La déception sera-t-elle partagée ? Alors que Nicolas Sarkozy est arrivé vendredi en Turquie pour une visite consacrée aux priorités de la présidence française du G20, c’est la crise en Libye qui risque de s’imposer dans les discussions entre le président français et le Premier ministre turc, Recep Tayyip Erdogan.
Ce dernier espérait, de son côté, pouvoir aborder le sujet, délicat, de la candidature turque à l'Union européenne. Mais le sujet devrait également être relégué au second plan des discussions.
La Turquie, un modèle de démocratie ?
Les dirigeants français et turcs confronteront leurs points de vue sur les mouvements populaires qui ont provoqué la chute des présidents tunisien et égyptien Zine ben Ali et Hosni Moubarak et menacent du même sort le Libyen Mouammar Kadhafi. Le fait que la démocratie turque soit aujourd'hui érigée en modèle pour le Proche-Orient en ébullition donne une actualité forte à cette visite, souligne-t-on côté français.
"La Turquie est un Etat laïc et en même temps, le parti au pouvoir s'y réclame de l'islam. Voilà une grande démocratie où l'islam a toute sa place", déclarait mercredi Jean-David Levitte, le conseiller diplomatique du chef de l'Etat. L'implication d'Ankara dans le processus de paix au Proche-Orient et ses tentatives de médiation, jusqu'ici infructueuses, entre l'Iran et l'Occident dans le dossier du nucléaire de la République islamique seront également évoqués.
Le G20 au menu, quand même
Mais c'est avant tout en tant que président en exercice du G20 que Nicolas Sarkozy se déplace en Turquie, dans le cadre des consultations qu'il mène depuis novembre pour faire avancer les objectifs ambitieux qu'il s'est fixés. De source française, on attend plus particulièrement son soutien sur deux sujets - la lutte contre la volatilité des cours des matières premières, notamment agricoles, et la réforme du système monétaire international.
Sur le deuxième point, on relève que la Turquie figure au nombre des économies émergentes qui, de par leur fort potentiel de croissance, sont confrontés à des afflux de capitaux spéculatifs très volatils et donc difficiles à gérer. Le Fonds monétaire international s'en est inquiété récemment et a pressé le pays d'agir, en remontant ses taux d'intérêt si nécessaires, pour calmer une demande intérieure trop forte.

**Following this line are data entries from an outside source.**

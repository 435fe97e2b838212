//! Statistics tracking for the filter.

use std::sync::atomic::{AtomicU64, Ordering};

use crate::dispatcher::Outcome;

/// Atomic per-outcome packet counters.
pub struct Stats {
    pub packets: AtomicU64,
    pub passthrough: AtomicU64,
    pub undecodable: AtomicU64,
    pub duplicates: AtomicU64,
    pub requests_allowed: AtomicU64,
    pub requests_unmatched: AtomicU64,
    pub requests_blocked: AtomicU64,
    pub responses_accepted: AtomicU64,
    pub responses_blocked: AtomicU64,
}

impl Stats {
    pub fn new() -> Self {
        Self {
            packets: AtomicU64::new(0),
            passthrough: AtomicU64::new(0),
            undecodable: AtomicU64::new(0),
            duplicates: AtomicU64::new(0),
            requests_allowed: AtomicU64::new(0),
            requests_unmatched: AtomicU64::new(0),
            requests_blocked: AtomicU64::new(0),
            responses_accepted: AtomicU64::new(0),
            responses_blocked: AtomicU64::new(0),
        }
    }

    pub fn record(&self, outcome: &Outcome) {
        self.packets.fetch_add(1, Ordering::Relaxed);
        let counter = match outcome {
            Outcome::PassThrough => &self.passthrough,
            Outcome::Undecodable(_) => &self.undecodable,
            Outcome::Duplicate => &self.duplicates,
            Outcome::Allowed => &self.requests_allowed,
            Outcome::Unmatched => &self.requests_unmatched,
            Outcome::Blocked => &self.requests_blocked,
            Outcome::ResponseAccepted => &self.responses_accepted,
            Outcome::ResponseBlocked => &self.responses_blocked,
        };
        counter.fetch_add(1, Ordering::Relaxed);
    }

    pub fn snapshot_and_reset(&self) -> StatsSnapshot {
        StatsSnapshot {
            packets: self.packets.swap(0, Ordering::Relaxed),
            passthrough: self.passthrough.swap(0, Ordering::Relaxed),
            undecodable: self.undecodable.swap(0, Ordering::Relaxed),
            duplicates: self.duplicates.swap(0, Ordering::Relaxed),
            requests_allowed: self.requests_allowed.swap(0, Ordering::Relaxed),
            requests_unmatched: self.requests_unmatched.swap(0, Ordering::Relaxed),
            requests_blocked: self.requests_blocked.swap(0, Ordering::Relaxed),
            responses_accepted: self.responses_accepted.swap(0, Ordering::Relaxed),
            responses_blocked: self.responses_blocked.swap(0, Ordering::Relaxed),
        }
    }
}

impl Default for Stats {
    fn default() -> Self {
        Self::new()
    }
}

#[derive(Debug, Clone, Copy, PartialEq, Eq, Default)]
pub struct StatsSnapshot {
    pub packets: u64,
    pub passthrough: u64,
    pub undecodable: u64,
    pub duplicates: u64,
    pub requests_allowed: u64,
    pub requests_unmatched: u64,
    pub requests_blocked: u64,
    pub responses_accepted: u64,
    pub responses_blocked: u64,
}

impl StatsSnapshot {
    pub fn dropped(&self) -> u64 {
        self.requests_blocked + self.responses_blocked
    }
}
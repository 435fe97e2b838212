//! Benchmarks for rule evaluation.
//!
//! Measures first-match evaluation over the default rule set.

use std::hint::black_box;
use std::net::{IpAddr, Ipv4Addr};

use criterion::{BenchmarkId, Criterion, Throughput};

use tollgate::dns::{self, CLASS_IN, DnsQuery, TYPE_A};
use tollgate::filter::{Request, RuleSet, loader};

const SOURCE: IpAddr = IpAddr::V4(Ipv4Addr::new(192, 168, 30, 5));
const DESTINATION: IpAddr = IpAddr::V4(Ipv4Addr::new(192, 168, 30, 1));

fn query(name: &str, qtype: u16) -> DnsQuery {
    DnsQuery::parse(&dns::encode_query(0x1234, name, qtype, CLASS_IN)).unwrap()
}

fn bench_evaluate(c: &mut Criterion) {
    let rules = RuleSet::defaults();

    let mut group = c.benchmark_group("rules");
    group.throughput(Throughput::Elements(1));

    let cases = [
        ("first_rule_drop", query("malicious.com", TYPE_A)),
        ("contains_drop", query("cdn.tracker.com", TYPE_A)),
        ("qtype_pass", query("www.google.com", TYPE_A)),
        ("no_match", query("a.b.c.d.e.f.example.org", 16)),
    ];

    for (label, query) in &cases {
        let request = Request {
            query,
            source: SOURCE,
            destination: DESTINATION,
        };
        group.bench_function(BenchmarkId::new("evaluate", label), |b| {
            b.iter(|| rules.evaluate(black_box(&request)))
        });
    }

    group.finish();
}

fn bench_address_rules(c: &mut Criterion) {
    let rules = loader::parse_rules(
        "src_ip == 10.0.0.9 drop\n\
         dst_ip matches 8.8. drop\n\
         qtype_desc == MX pass\n",
    );
    let query = query("example.com", TYPE_A);
    let request = Request {
        query: &query,
        source: SOURCE,
        destination: DESTINATION,
    };

    c.bench_function("rules/address_miss", |b| {
        b.iter(|| rules.evaluate(black_box(&request)))
    });
}

fn bench_parse(c: &mut Criterion) {
    let text = "qname contains \"ads\" drop\n".repeat(100);

    let mut group = c.benchmark_group("loader");
    group.throughput(Throughput::Elements(100));
    group.bench_function("parse_100_rules", |b| {
        b.iter(|| loader::parse_rules(black_box(&text)))
    });
    group.finish();
}

fn main() {
    let mut criterion = Criterion::default().configure_from_args();
    bench_evaluate(&mut criterion);
    bench_address_rules(&mut criterion);
    bench_parse(&mut criterion);
    criterion.final_summary();
}
//! Rules file loading.
//!
//! One rule per line: `<field> <operator> <value...> <action>`. The value
//! may span several whitespace-separated tokens and may be wrapped in
//! double quotes. Blank lines and lines starting with `#` are ignored;
//! malformed lines are skipped with a warning.

use std::fs;
use std::path::Path;

use tracing::{debug, info, warn};

use super::rules::{ParseRuleError, Rule, RuleSet};

/// Load rules from `path`, falling back to [`RuleSet::defaults`] when the
/// file cannot be read.
pub fn load(path: &Path) -> RuleSet {
    match fs::read_to_string(path) {
        Ok(contents) => {
            let rules = parse_rules(&contents);
            info!(path = %path.display(), rules = rules.len(), "loaded rules file");
            rules
        }
        Err(e) => {
            warn!(path = %path.display(), error = %e, "rules file unreadable, using defaults");
            RuleSet::defaults()
        }
    }
}

/// Parse every rule line of `contents`, in order.
pub fn parse_rules(contents: &str) -> RuleSet {
    contents
        .lines()
        .enumerate()
        .filter_map(|(idx, line)| {
            let line = line.trim();
            if line.is_empty() || line.starts_with('#') {
                return None;
            }
            match parse_line(line) {
                Ok(rule) => {
                    debug!(line = idx + 1, %rule, "loaded rule");
                    Some(rule)
                }
                Err(e) => {
                    warn!(line = idx + 1, error = %e, "skipping malformed rule");
                    None
                }
            }
        })
        .collect()
}

/// Parse a single, already trimmed, rule line.
pub fn parse_line(line: &str) -> Result<Rule, ParseRuleError> {
    let parts: Vec<&str> = line.split_whitespace().collect();
    let [field, operator, value @ .., action] = parts.as_slice() else {
        return Err(ParseRuleError::MissingTokens { found: parts.len() });
    };
    if value.is_empty() {
        return Err(ParseRuleError::MissingTokens { found: parts.len() });
    }

    let field = field.parse()?;
    let operator = operator.parse()?;
    let action = action.parse()?;

    let value = value.join(" ");
    let value = match value.strip_prefix('"').and_then(|v| v.strip_suffix('"')) {
        Some(unquoted) => unquoted.to_string(),
        None => value,
    };

    Ok(Rule::new(field, operator, value, action))
}
//! Service orchestration.
//!
//! Builds the filter and the responder from their configuration and runs
//! them on their transports.

use std::net::SocketAddr;
use std::path::PathBuf;
use std::rc::Rc;
use std::time::Duration;

use tracing::{info, warn};

use crate::authority::RecordTable;
use crate::correlation::CorrelationStore;
use crate::dispatcher::Dispatcher;
use crate::error::Result;
use crate::filter::loader;
use crate::transport::nfqueue::QueueTransport;
use crate::transport::udp::UdpTransport;

/// Configuration for the packet filter.
pub struct FilterConfig {
    /// Netfilter queue number to bind.
    pub queue_num: u16,
    /// Rules file; the built-in rules are used if it cannot be read.
    pub rules_path: PathBuf,
    /// Number of recent requests remembered for deduplication.
    pub dedup_capacity: usize,
    /// Number of blocked names remembered for response filtering.
    pub blocked_capacity: usize,
    /// How often to log statistics.
    pub stats_interval: Duration,
}

/// Build the dispatcher described by `config`.
pub fn build_dispatcher(config: &FilterConfig) -> Dispatcher {
    let rules = loader::load(&config.rules_path);
    let store = CorrelationStore::with_capacities(config.dedup_capacity, config.blocked_capacity);
    Dispatcher::new(rules, store)
}

/// Run the packet filter. Blocks the calling thread.
pub fn run_filter(config: FilterConfig) -> Result<()> {
    let mut dispatcher = build_dispatcher(&config);
    info!(
        rules = dispatcher.rules().len(),
        queue = config.queue_num,
        rules_path = %config.rules_path.display(),
        "DNS filter starting"
    );
    for rule in dispatcher.rules().iter() {
        info!(%rule, "rule");
    }

    let transport = QueueTransport::bind(config.queue_num)?;
    transport.run(&mut dispatcher, config.stats_interval)
}

/// Configuration for the authoritative responder.
pub struct ServerConfig {
    /// Local address to bind (e.g., 0.0.0.0:53)
    pub bind_addr: SocketAddr,
    /// Records file; the built-in table is used when absent or unreadable.
    pub records_path: Option<PathBuf>,
}

/// Load the record table described by `config`.
pub fn load_records(config: &ServerConfig) -> RecordTable {
    let Some(path) = &config.records_path else {
        return RecordTable::defaults();
    };
    match RecordTable::load(path) {
        Ok(table) => table,
        Err(e) => {
            warn!(path = %path.display(), error = %e, "records file unreadable, using defaults");
            RecordTable::defaults()
        }
    }
}

/// Run the responder until interrupted.
///
/// Must be called inside a `LocalSet`.
pub async fn run_server(config: ServerConfig) -> Result<()> {
    let table = Rc::new(load_records(&config));
    let udp = UdpTransport::bind(config.bind_addr).await?;

    info!(
        addr = %udp.local_addr()?,
        records = table.len(),
        "DNS responder listening"
    );

    let task = udp.start(table);
    tokio::signal::ctrl_c().await?;
    task.abort();
    info!("DNS responder stopped");

    Ok(())
}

Une visite trop brève au goût d’Erdogan
En invitant au printemps dernier Nicolas Sarkozy à venir en Turquie, Recep Tayyip Erdogan avait déclaré espérer que sa visite, la première d'un président français depuis 1992, lui permettrait de changer sa vision du pays et partant, son opposition farouche à son adhésion à l'UE. La brièveté du séjour du président français, qui ne dépassera pas six heures, ne va pas dans le sens de ces attentes.
Le Premier ministre turc Tayyip Erdogan a d'ailleurs critiqué la caractère bref de cette visite, dont il a regretté qu'elle soit seulement effectuée au titre de la présidence française du G20. "Donc, je pense que ce n'est pas une visite qui est à la hauteur de l'amitié entre la France et la Turquie", a-t-il dit jeudi. "La Turquie et les relations turco-françaises méritent mieux que cela." Les relations économiques franco-turques ne seront pas au menu et la délégation accompagnant Nicolas Sarkozy ne comprendra qu'un ministre, Bruno Le Maire.